Wednesday, March 23, 2011

The Shadow of the Wind

This is a gorgeous book. I mean that literally—look at that cover! I was browsing in Barnes & Noble one day and happened upon the Z section of Fiction and this book jumped out at me. I just thought the cover was stunning and intriguing. So, I read the back of the book and deemed it even more intriguing.

It's the story of Daniel Sempere, who lost his mother to cholera and has lived alone with his father since. Daniel's father, a bookseller, takes him to a wonderful place called the Cemetery of Forgotten Books (I seriously could spend months in a place like that). There, he finds a book called The Shadow of the Wind by Julián Carax. Mesmerized by its story, Daniel sets out to find more of Carax's books. Unfortunately, no one has any—they're all being bought up, stolen, and burned. Of course, this just makes Daniel all the more curious and he goes to great lengths to find out the truth about Julián Carax and why his books are being systematically destroyed.

It's a mystery set in Spain in the 1940s and 1950s and the way Carlos Ruiz Zafón describes places and people and the feeling of the time, you feel as if you really were there. Zafón's way with words is a magical gift. His writing is purely beautiful without being too flowery or over the top. For example, here is the opening of the novel:
I still remember the day my father took me to the Cemetery of Forgotten Books for the first time. It was the early summer of 1945, and we walked through the streets of a Barcelona trapped beneath ashen skies as dawn poured over Rambla de Santa Mónica in a wreath of liquid copper.
Can't you just picture it and feel it? I can! You can tell that Zafón is a great lover of books as well. Take this quote from Daniel's father about the Cemetery of Forgotten Books:
This is a place of mystery, Daniel, a sanctuary. Every book, every volume you see here, has a soul. The soul of the person who wrote it and of those who read it and lived and dreamed with it. Every time a book changes hands, every time someone runs his eyes down its pages, its spirit grows and strengthens. This place was already ancient when my father brought me here for the first time, many years ago. Perhaps as old as the city itself. Nobody knows for certain how long it has existed, or who created it. I will tell you what my father told me, though. When a library disappears, or a book shop closes down, when a book is consigned into oblivion, those of us who know this place, its guardians, make sure that it gets here. In this place, books no longer remembered by anyone, books that are lost in time, live forever, waiting for the day when they will reach a new reader's hands. In the shop we buy and sell them, but in truth books have no owner. Every book you see here has been somebody's best friend. Now they have only us, Daniel. Do you think you'll be able to keep such a secret?"
I apologize for the lengthy quote, but it's just so beautiful. The man clearly loves his books. And it puts into words how I feel about physical books—there is something magical about reading a book: its smell, its feel, turning its pages...  e-readers may be very convenient, but I still get a kick out of books.

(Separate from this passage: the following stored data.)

//! Case cells

/// One cell of a case
#[derive(Debug, Clone, PartialEq)]
pub enum Cell {
    /// Numeric value
    Number(f64),
    /// System-missing numeric value
    Missing,
    /// String value with trailing spaces removed
    Text(Vec<u8>),
}

/// One case: a cell per logical variable, in dictionary order
pub type CaseRow = Vec<Cell>;

impl Cell {
    /// String cell from anything byte-like
    pub fn text(value: impl Into<Vec<u8>>) -> Self {
        Self::Text(value.into())
    }

    /// Numeric value, `None` for missing and string cells
    pub fn as_f64(&self) -> Option<f64> {
        match self {
            Self::Number(value) => Some(*value),
            _ => None,
        }
    }

    /// Raw string bytes, `None` for numeric cells
    pub fn as_bytes(&self) -> Option<&[u8]> {
        match self {
            Self::Text(bytes) => Some(bytes),
            _ => None,
        }
    }

    /// String value if it is valid UTF-8
    pub fn as_str(&self) -> Option<&str> {
        self.as_bytes().and_then(|b| std::str::from_utf8(b).ok())
    }

    /// Whether this is the system-missing value
    pub fn is_missing(&self) -> bool {
        matches!(self, Self::Missing)
    }

    /// Whether this cell belongs to a string variable
    pub fn is_text(&self) -> bool {
        matches!(self, Self::Text(_))
    }
}

impl From<f64> for Cell {
    fn from(value: f64) -> Self {
        Self::Number(value)
    }
}

impl From<&str> for Cell {
    fn from(value: &str) -> Self {
        Self::Text(value.as_bytes().to_vec())
    }
}

impl From<String> for Cell {
    fn from(value: String) -> Self {
        Self::Text(value.into_bytes())
    }
}

impl From<Option<f64>> for Cell {
    fn from(value: Option<f64>) -> Self {
        value.map_or(Self::Missing, Self::Number)
    }
}

#[cfg(test)]
#[allow(clippy::expect_used, clippy::unwrap_used)]
mod tests {
    use super::*;

    #[test]
    fn test_accessors() {
        assert_eq!(Cell::from(1.5).as_f64(), Some(1.5));
        assert_eq!(Cell::from("abc").as_str(), Some("abc"));
        assert_eq!(Cell::text(vec![0xFF]).as_str(), None);
        assert_eq!(Cell::text(vec![0xFF]).as_bytes(), Some([0xFF].as_slice()));
        assert!(Cell::from(None).is_missing());
        assert!(Cell::Missing.as_f64().is_none());
        assert!(Cell::from(String::from("x")).is_text());
    }
}
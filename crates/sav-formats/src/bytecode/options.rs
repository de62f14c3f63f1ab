//! Bytecode codec configuration
//!
//! The options travel with each codec instance rather than being read from a
//! shared context, so the same process can handle files with different byte
//! orders or bias values side by side.

use binrw::Endian;
use serde::{Deserialize, Serialize};

use super::BLOCK_SIZE;

/// Bias value written by virtually every producer
pub const DEFAULT_BIAS: f64 = 100.0;

/// Eight ASCII spaces
pub const SPACES_BLOCK: [u8; BLOCK_SIZE] = [b' '; BLOCK_SIZE];

/// Handling of command bytes in the biased small-integer range (1..=252)
#[derive(Debug, Clone, Copy, Default, PartialEq, Eq, Hash, Serialize, Deserialize)]
#[serde(rename_all = "snake_case")]
pub enum BiasMode {
    /// Bias-range bytes are rejected with `UnsupportedEncoding`
    #[default]
    Unsupported,
    /// Bias-range bytes decode to `code - bias`; 252 marks the end of data.
    /// The encoder also emits bias codes for integral values.
    Enabled,
}

impl BiasMode {
    /// Whether bias codes are accepted and produced
    pub const fn is_enabled(self) -> bool {
        matches!(self, Self::Enabled)
    }
}

/// Configuration shared by [`ByteCodeReader`](super::ByteCodeReader) and
/// [`ByteCodeWriter`](super::ByteCodeWriter)
#[derive(Debug, Clone, Copy, PartialEq, Serialize, Deserialize)]
pub struct ByteCodeOptions {
    /// Byte order of numeric blocks
    #[serde(with = "serde_endian", default = "default_endian")]
    pub endian: Endian,
    /// Compression bias from the file header
    #[serde(default = "default_bias")]
    pub bias: f64,
    /// Bias-range behaviour
    #[serde(default)]
    pub bias_mode: BiasMode,
}

const fn default_endian() -> Endian {
    Endian::Little
}

const fn default_bias() -> f64 {
    DEFAULT_BIAS
}

impl Default for ByteCodeOptions {
    fn default() -> Self {
        Self {
            endian: default_endian(),
            bias: DEFAULT_BIAS,
            bias_mode: BiasMode::default(),
        }
    }
}

impl ByteCodeOptions {
    /// Create options with defaults (little endian, bias 100, bias codes rejected)
    pub fn new() -> Self {
        Self::default()
    }

    /// Set the byte order
    pub fn with_endian(mut self, endian: Endian) -> Self {
        self.endian = endian;
        self
    }

    /// Set the bias value
    pub fn with_bias(mut self, bias: f64) -> Self {
        self.bias = bias;
        self
    }

    /// Set the bias-range behaviour
    pub fn with_bias_mode(mut self, mode: BiasMode) -> Self {
        self.bias_mode = mode;
        self
    }

    /// Validate the configuration
    pub fn validate(&self) -> Result<(), String> {
        if !self.bias.is_finite() {
            return Err(format!("bias must be finite, got {}", self.bias));
        }
        Ok(())
    }

    /// The canonical system-missing block: `-f64::MAX` in this byte order
    pub fn sysmis_block(&self) -> [u8; BLOCK_SIZE] {
        self.encode_f64(-f64::MAX)
    }

    /// Encode a double in this byte order
    pub fn encode_f64(&self, value: f64) -> [u8; BLOCK_SIZE] {
        match self.endian {
            Endian::Big => value.to_be_bytes(),
            Endian::Little => value.to_le_bytes(),
        }
    }

    /// Decode a double in this byte order
    pub fn decode_f64(&self, block: [u8; BLOCK_SIZE]) -> f64 {
        match self.endian {
            Endian::Big => f64::from_be_bytes(block),
            Endian::Little => f64::from_le_bytes(block),
        }
    }

    /// Block produced by bias code `code`
    pub fn bias_block(&self, code: u8) -> [u8; BLOCK_SIZE] {
        self.encode_f64(f64::from(code) - self.bias)
    }

    /// Bias code that reproduces `block` bit for bit, if there is one
    pub fn bias_code(&self, block: [u8; BLOCK_SIZE]) -> Option<u8> {
        let value = self.decode_f64(block);
        if !value.is_finite() {
            return None;
        }
        let code = value + self.bias;
        if code.fract() != 0.0 || !(1.0..=251.0).contains(&code) {
            return None;
        }
        let code = code as u8;
        (self.bias_block(code) == block).then_some(code)
    }
}

/// Serde helpers for `binrw::Endian`, which has no serde support of its own
pub mod serde_endian {
    use binrw::Endian;
    use serde::{Deserialize, Deserializer, Serialize, Serializer};

    #[derive(Serialize, Deserialize)]
    enum Repr {
        Big,
        Little,
    }

    /// Serialize as `"Big"` / `"Little"`
    pub fn serialize<S: Serializer>(endian: &Endian, serializer: S) -> Result<S::Ok, S::Error> {
        match endian {
            Endian::Big => Repr::Big,
            Endian::Little => Repr::Little,
        }
        .serialize(serializer)
    }

    /// Deserialize from `"Big"` / `"Little"`
    pub fn deserialize<'de, D: Deserializer<'de>>(deserializer: D) -> Result<Endian, D::Error> {
        Ok(match Repr::deserialize(deserializer)? {
            Repr::Big => Endian::Big,
            Repr::Little => Endian::Little,
        })
    }
}

#[cfg(test)]
#[allow(clippy::expect_used, clippy::unwrap_used)]
mod tests {
    use super::*;

    #[test]
    fn test_sysmis_block_is_most_negative_double() {
        let little = ByteCodeOptions::new();
        assert_eq!(little.sysmis_block(), (-f64::MAX).to_le_bytes());
        assert_eq!(
            little.sysmis_block(),
            [0xFF, 0xFF, 0xFF, 0xFF, 0xFF, 0xFF, 0xEF, 0xFF]
        );

        let big = ByteCodeOptions::new().with_endian(Endian::Big);
        assert_eq!(
            big.sysmis_block(),
            [0xFF, 0xEF, 0xFF, 0xFF, 0xFF, 0xFF, 0xFF, 0xFF]
        );
    }

    #[test]
    fn test_bias_code_exact() {
        let options = ByteCodeOptions::new();
        assert_eq!(options.bias_code(0.0f64.to_le_bytes()), Some(100));
        assert_eq!(options.bias_code((-99.0f64).to_le_bytes()), Some(1));
        assert_eq!(options.bias_code(151.0f64.to_le_bytes()), Some(251));

        // 252 is reserved for the end-of-data marker
        assert_eq!(options.bias_code(152.0f64.to_le_bytes()), None);
        assert_eq!(options.bias_code((-100.0f64).to_le_bytes()), None);
        assert_eq!(options.bias_code(1.5f64.to_le_bytes()), None);
        assert_eq!(options.bias_code(f64::NAN.to_le_bytes()), None);

        // -0.0 decodes through 100 - 100 = +0.0, a different bit pattern
        assert_eq!(options.bias_code((-0.0f64).to_le_bytes()), None);
    }

    #[test]
    fn test_validate() {
        assert!(ByteCodeOptions::new().validate().is_ok());
        assert!(ByteCodeOptions::new().with_bias(f64::NAN).validate().is_err());
    }

    #[test]
    fn test_options_serde() {
        let options = ByteCodeOptions::new()
            .with_endian(Endian::Big)
            .with_bias_mode(BiasMode::Enabled);
        let json = serde_json::to_string(&options).expect("serialize");
        assert!(json.contains("\"Big\""));
        assert!(json.contains("\"enabled\""));

        let parsed: ByteCodeOptions = serde_json::from_str(&json).expect("deserialize");
        assert_eq!(parsed, options);

        let defaults: ByteCodeOptions = serde_json::from_str("{}").expect("deserialize");
        assert_eq!(defaults, ByteCodeOptions::default());
    }
}
//! Bytecode encoder

use std::io::Write;

use tracing::{debug, trace};

use super::command::{Command, END_OF_DATA, PAD};
use super::options::{ByteCodeOptions, SPACES_BLOCK};
use super::{BLOCK_SIZE, BlockSink, COMMAND_GROUP_SIZE};
use crate::error::{SavError, SavResult};

/// Encoder for bytecode-compressed case data
///
/// Input is cut into 8-byte blocks. Each block becomes one command byte and,
/// for literals, 8 bytes of payload. A full group of 8 commands is written
/// together with its payload as one unit.
#[derive(Debug)]
pub struct ByteCodeWriter<W: Write> {
    inner: W,
    options: ByteCodeOptions,
    sysmis: [u8; BLOCK_SIZE],
    residual: Vec<u8>,
    commands: Vec<u8>,
    payload: Vec<u8>,
    units_written: u64,
}

impl<W: Write> ByteCodeWriter<W> {
    /// Create an encoder with default options
    pub fn new(inner: W) -> Self {
        Self::with_options(inner, ByteCodeOptions::default())
    }

    /// Create an encoder with explicit options
    pub fn with_options(inner: W, options: ByteCodeOptions) -> Self {
        Self {
            inner,
            sysmis: options.sysmis_block(),
            options,
            residual: Vec::with_capacity(BLOCK_SIZE),
            commands: Vec::with_capacity(COMMAND_GROUP_SIZE),
            payload: Vec::with_capacity(COMMAND_GROUP_SIZE * BLOCK_SIZE),
            units_written: 0,
        }
    }

    /// Encoder configuration
    pub fn options(&self) -> &ByteCodeOptions {
        &self.options
    }

    /// Buffer `data`, emitting every complete unit it produces
    pub fn append(&mut self, data: &[u8]) -> SavResult<()> {
        let mut data = data;

        if !self.residual.is_empty() {
            let take = (BLOCK_SIZE - self.residual.len()).min(data.len());
            self.residual.extend_from_slice(&data[..take]);
            data = &data[take..];
            if self.residual.len() < BLOCK_SIZE {
                return Ok(());
            }
            let block = to_block(&self.residual);
            self.residual.clear();
            self.push_block(block)?;
        }

        let mut blocks = data.chunks_exact(BLOCK_SIZE);
        for block in &mut blocks {
            self.push_block(to_block(block))?;
        }
        self.residual.extend_from_slice(blocks.remainder());
        Ok(())
    }

    /// Emit everything buffered
    ///
    /// A trailing partial block is padded with spaces and a partial command
    /// group with PAD bytes. Flushing an empty encoder does nothing. The
    /// wrapped writer itself is not flushed; see [`finish`](Self::finish).
    pub fn flush(&mut self) -> SavResult<()> {
        if !self.residual.is_empty() {
            let padding = BLOCK_SIZE - self.residual.len();
            self.append(&SPACES_BLOCK[..padding])?;
        }

        if !self.commands.is_empty() {
            self.commands.resize(COMMAND_GROUP_SIZE, PAD);
            self.emit_unit()?;
        }

        if !self.residual.is_empty() || !self.commands.is_empty() {
            return Err(SavError::EncoderInconsistency {
                residual: self.residual.len(),
                pending: self.commands.len(),
            });
        }
        Ok(())
    }

    /// Number of units written so far
    pub fn units_written(&self) -> u64 {
        self.units_written
    }

    /// Get a reference to the wrapped writer
    pub fn get_ref(&self) -> &W {
        &self.inner
    }

    /// Flush and return the wrapped writer
    pub fn into_inner(mut self) -> SavResult<W> {
        self.flush()?;
        Ok(self.inner)
    }

    /// Flush, terminate the data and flush the wrapped writer
    ///
    /// With bias compression enabled a final unit holding the end-of-data
    /// command is written, which readers in that mode stop at.
    pub fn finish(mut self) -> SavResult<W> {
        self.flush()?;
        if self.options.bias_mode.is_enabled() {
            self.commands.push(END_OF_DATA);
            self.commands.resize(COMMAND_GROUP_SIZE, PAD);
            self.emit_unit()?;
        }
        self.inner.flush()?;
        debug!("bytecode stream finished after {} units", self.units_written);
        Ok(self.inner)
    }

    fn classify(&self, block: [u8; BLOCK_SIZE]) -> Command {
        if block == self.sysmis {
            Command::SysMissing
        } else if block == SPACES_BLOCK {
            Command::Spaces
        } else if let Some(code) = self
            .options
            .bias_mode
            .is_enabled()
            .then(|| self.options.bias_code(block))
            .flatten()
        {
            Command::Bias(code)
        } else {
            Command::Literal
        }
    }

    fn push_block(&mut self, block: [u8; BLOCK_SIZE]) -> SavResult<()> {
        let command = self.classify(block);
        if command.has_payload() {
            self.payload.extend_from_slice(&block);
        }
        self.commands.push(command.as_byte());

        if self.commands.len() == COMMAND_GROUP_SIZE {
            self.emit_unit()?;
        }
        Ok(())
    }

    fn emit_unit(&mut self) -> SavResult<()> {
        trace!(
            unit = self.units_written,
            commands = %hex::encode(&self.commands),
            literals = self.payload.len() / BLOCK_SIZE,
            "write command group"
        );
        self.inner.write_all(&self.commands)?;
        self.inner.write_all(&self.payload)?;
        self.commands.clear();
        self.payload.clear();
        self.units_written += 1;
        Ok(())
    }
}

impl<W: Write> BlockSink for ByteCodeWriter<W> {
    fn append(&mut self, data: &[u8]) -> SavResult<()> {
        Self::append(self, data)
    }

    fn flush(&mut self) -> SavResult<()> {
        Self::flush(self)
    }
}

fn to_block(bytes: &[u8]) -> [u8; BLOCK_SIZE] {
    let mut block = [0u8; BLOCK_SIZE];
    block.copy_from_slice(&bytes[..BLOCK_SIZE]);
    block
}

#[cfg(test)]
#[allow(clippy::expect_used, clippy::unwrap_used)]
mod tests {
    use super::*;
    use crate::bytecode::options::BiasMode;

    fn encode(data: &[u8]) -> Vec<u8> {
        let mut writer = ByteCodeWriter::new(Vec::new());
        writer.append(data).expect("append");
        writer.into_inner().expect("flush")
    }

    #[test]
    fn test_short_string_becomes_one_literal_unit() {
        let encoded = encode(b"ab");
        let mut expected = vec![253, 0, 0, 0, 0, 0, 0, 0];
        expected.extend_from_slice(b"ab      ");
        assert_eq!(encoded, expected);
    }

    #[test]
    fn test_spaces_and_sysmis_have_no_payload() {
        let mut data = b"        ".to_vec();
        data.extend_from_slice(&(-f64::MAX).to_le_bytes());
        let encoded = encode(&data);
        assert_eq!(encoded, vec![254, 255, 0, 0, 0, 0, 0, 0]);
    }

    #[test]
    fn test_foreign_nan_is_literal() {
        let nan = f64::from_bits(0x7FF8_0000_0000_0001).to_le_bytes();
        let encoded = encode(&nan);
        assert_eq!(encoded[0], 253);
        assert_eq!(&encoded[8..], nan.as_slice());
    }

    #[test]
    fn test_full_group_emitted_without_flush() {
        let mut writer = ByteCodeWriter::new(Vec::new());
        writer.append(&[b'x'; 64]).expect("append");
        assert_eq!(writer.units_written(), 1);
        assert_eq!(writer.get_ref().len(), 8 + 64);
        assert_eq!(&writer.get_ref()[..8], &[253u8; 8]);
    }

    #[test]
    fn test_split_appends_join_blocks() {
        let mut writer = ByteCodeWriter::new(Vec::new());
        writer.append(b"abc").expect("append");
        writer.append(b"de").expect("append");
        writer.append(b"fghij").expect("append");
        let encoded = writer.into_inner().expect("flush");

        let mut expected = vec![253, 253, 0, 0, 0, 0, 0, 0];
        expected.extend_from_slice(b"abcdefgh");
        expected.extend_from_slice(b"ij      ");
        assert_eq!(encoded, expected);
    }

    #[test]
    fn test_flush_is_idempotent() {
        let mut writer = ByteCodeWriter::new(Vec::new());
        writer.flush().expect("flush");
        writer.flush().expect("flush");
        assert!(writer.get_ref().is_empty());

        writer.append(b"again").expect("append");
        writer.flush().expect("flush");
        writer.flush().expect("flush");
        assert_eq!(writer.get_ref().len(), 16);
        assert_eq!(writer.units_written(), 1);
    }

    #[test]
    fn test_bias_compression_when_enabled() {
        let options = ByteCodeOptions::new().with_bias_mode(BiasMode::Enabled);
        let mut writer = ByteCodeWriter::with_options(Vec::new(), options);
        writer.append(&1.0f64.to_le_bytes()).expect("append");
        writer.append(&0.5f64.to_le_bytes()).expect("append");
        let encoded = writer.finish().expect("finish");

        let mut expected = vec![101, 253, 0, 0, 0, 0, 0, 0];
        expected.extend_from_slice(&0.5f64.to_le_bytes());
        expected.extend_from_slice(&[252, 0, 0, 0, 0, 0, 0, 0]);
        assert_eq!(encoded, expected);
    }

    #[test]
    fn test_integers_stay_literal_by_default() {
        let encoded = encode(&1.0f64.to_le_bytes());
        assert_eq!(encoded[0], 253);
    }

    #[test]
    fn test_finish_without_bias_writes_no_marker() {
        let writer = ByteCodeWriter::new(Vec::new());
        assert!(writer.finish().expect("finish").is_empty());
    }
}
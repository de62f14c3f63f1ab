//! Very long string width map (info record subtype 14)
//!
//! Descriptors cap widths at 255, so the real width of every very long string
//! is stored separately as text: `NAME=00300\0\t` per variable, the width
//! zero-padded to five digits.

use std::collections::HashMap;

use crate::error::{SavError, SavResult};

/// Info record subtype carrying the width map
pub const VERY_LONG_STRING_SUBTYPE: i32 = 14;

/// Map from short variable name to true string width
///
/// Names are kept as the raw bytes of the descriptor's short-name field, so
/// names in legacy code pages stay distinct.
#[derive(Debug, Clone, Default, PartialEq, Eq)]
pub struct VeryLongStringMap {
    entries: Vec<(Vec<u8>, usize)>,
    index: HashMap<Vec<u8>, usize>,
}

impl VeryLongStringMap {
    /// Create an empty map
    pub fn new() -> Self {
        Self::default()
    }

    /// Record the true width of `name`, replacing any earlier entry
    pub fn insert(&mut self, name: impl Into<Vec<u8>>, width: usize) {
        let name = name.into();
        if let Some(&slot) = self.index.get(&name) {
            self.entries[slot].1 = width;
        } else {
            self.index.insert(name.clone(), self.entries.len());
            self.entries.push((name, width));
        }
    }

    /// True width of `name`, if it is a very long string
    pub fn get(&self, name: impl AsRef<[u8]>) -> Option<usize> {
        self.index
            .get(name.as_ref())
            .map(|&slot| self.entries[slot].1)
    }

    /// Width to use for `name`, falling back to the descriptor width
    pub fn width_or(&self, name: impl AsRef<[u8]>, fallback: usize) -> usize {
        self.get(name).unwrap_or(fallback)
    }

    /// Entries in insertion order
    pub fn iter(&self) -> impl Iterator<Item = (&[u8], usize)> {
        self.entries
            .iter()
            .map(|(name, width)| (name.as_slice(), *width))
    }

    /// Number of entries
    pub fn len(&self) -> usize {
        self.entries.len()
    }

    /// Whether the map has no entries
    pub fn is_empty(&self) -> bool {
        self.entries.is_empty()
    }

    /// Parse the record text
    ///
    /// Entries are separated by tabs; NUL terminators and trailing padding are
    /// ignored.
    pub fn from_text(text: &[u8]) -> SavResult<Self> {
        let mut map = Self::new();

        for item in text.split(|&b| b == b'\t') {
            let item = trim_padding(item);
            if item.is_empty() {
                continue;
            }
            let shown = String::from_utf8_lossy(item);
            let split = item
                .iter()
                .position(|&b| b == b'=')
                .ok_or_else(|| SavError::InvalidWidthMap(format!("missing '=' in {shown:?}")))?;
            let width = std::str::from_utf8(&item[split + 1..])
                .map_err(|e| SavError::InvalidWidthMap(format!("bad width in {shown:?}: {e}")))?
                .parse::<usize>()
                .map_err(|e| SavError::InvalidWidthMap(format!("bad width in {shown:?}: {e}")))?;
            map.insert(trim_padding(&item[..split]), width);
        }

        Ok(map)
    }

    /// Serialize to the record text
    pub fn to_text(&self) -> Vec<u8> {
        let mut text = Vec::new();
        for (name, width) in &self.entries {
            text.extend_from_slice(name);
            text.extend_from_slice(format!("={width:05}\0\t").as_bytes());
        }
        text
    }
}

fn trim_padding(bytes: &[u8]) -> &[u8] {
    let is_padding = |b: &u8| *b == 0 || b.is_ascii_whitespace();
    let start = bytes.iter().position(|b| !is_padding(b)).unwrap_or(bytes.len());
    let end = bytes.iter().rposition(|b| !is_padding(b)).map_or(start, |p| p + 1);
    &bytes[start..end]
}

impl<N: Into<Vec<u8>>> FromIterator<(N, usize)> for VeryLongStringMap {
    fn from_iter<I: IntoIterator<Item = (N, usize)>>(iter: I) -> Self {
        let mut map = Self::new();
        for (name, width) in iter {
            map.insert(name, width);
        }
        map
    }
}

impl crate::SavFormat for VeryLongStringMap {
    fn parse(data: &[u8]) -> Result<Self, Box<dyn std::error::Error>> {
        Ok(Self::from_text(data)?)
    }

    fn build(&self) -> Result<Vec<u8>, Box<dyn std::error::Error>> {
        Ok(self.to_text())
    }
}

The mystery of Julián Carax is one that will keep you guessing (as any good mystery book will do). You never know which characters to trust and which clues will lead you in the right direction. Zafón lets you guess some secrets and then completely surprises you with others—ones you never saw coming. It's one of those books that when you finish it, you want to start it all over again because now you know what really happened and you want to see all of the foreshadowing and clues with knowing eyes.

I was reading this book on the bus the other day and a lady a couple people over asked me if I liked it. I told her I loved it! And she said it was one of her favorite books of all time. I can see why. I've never read a mystery told so beautifully and with such interesting and rich characters. I would love to re-learn all of the Spanish I've forgotten and read the book in its original language because I bet that's an even more amazing experience. I will be re-reading this one over and over again for years to come!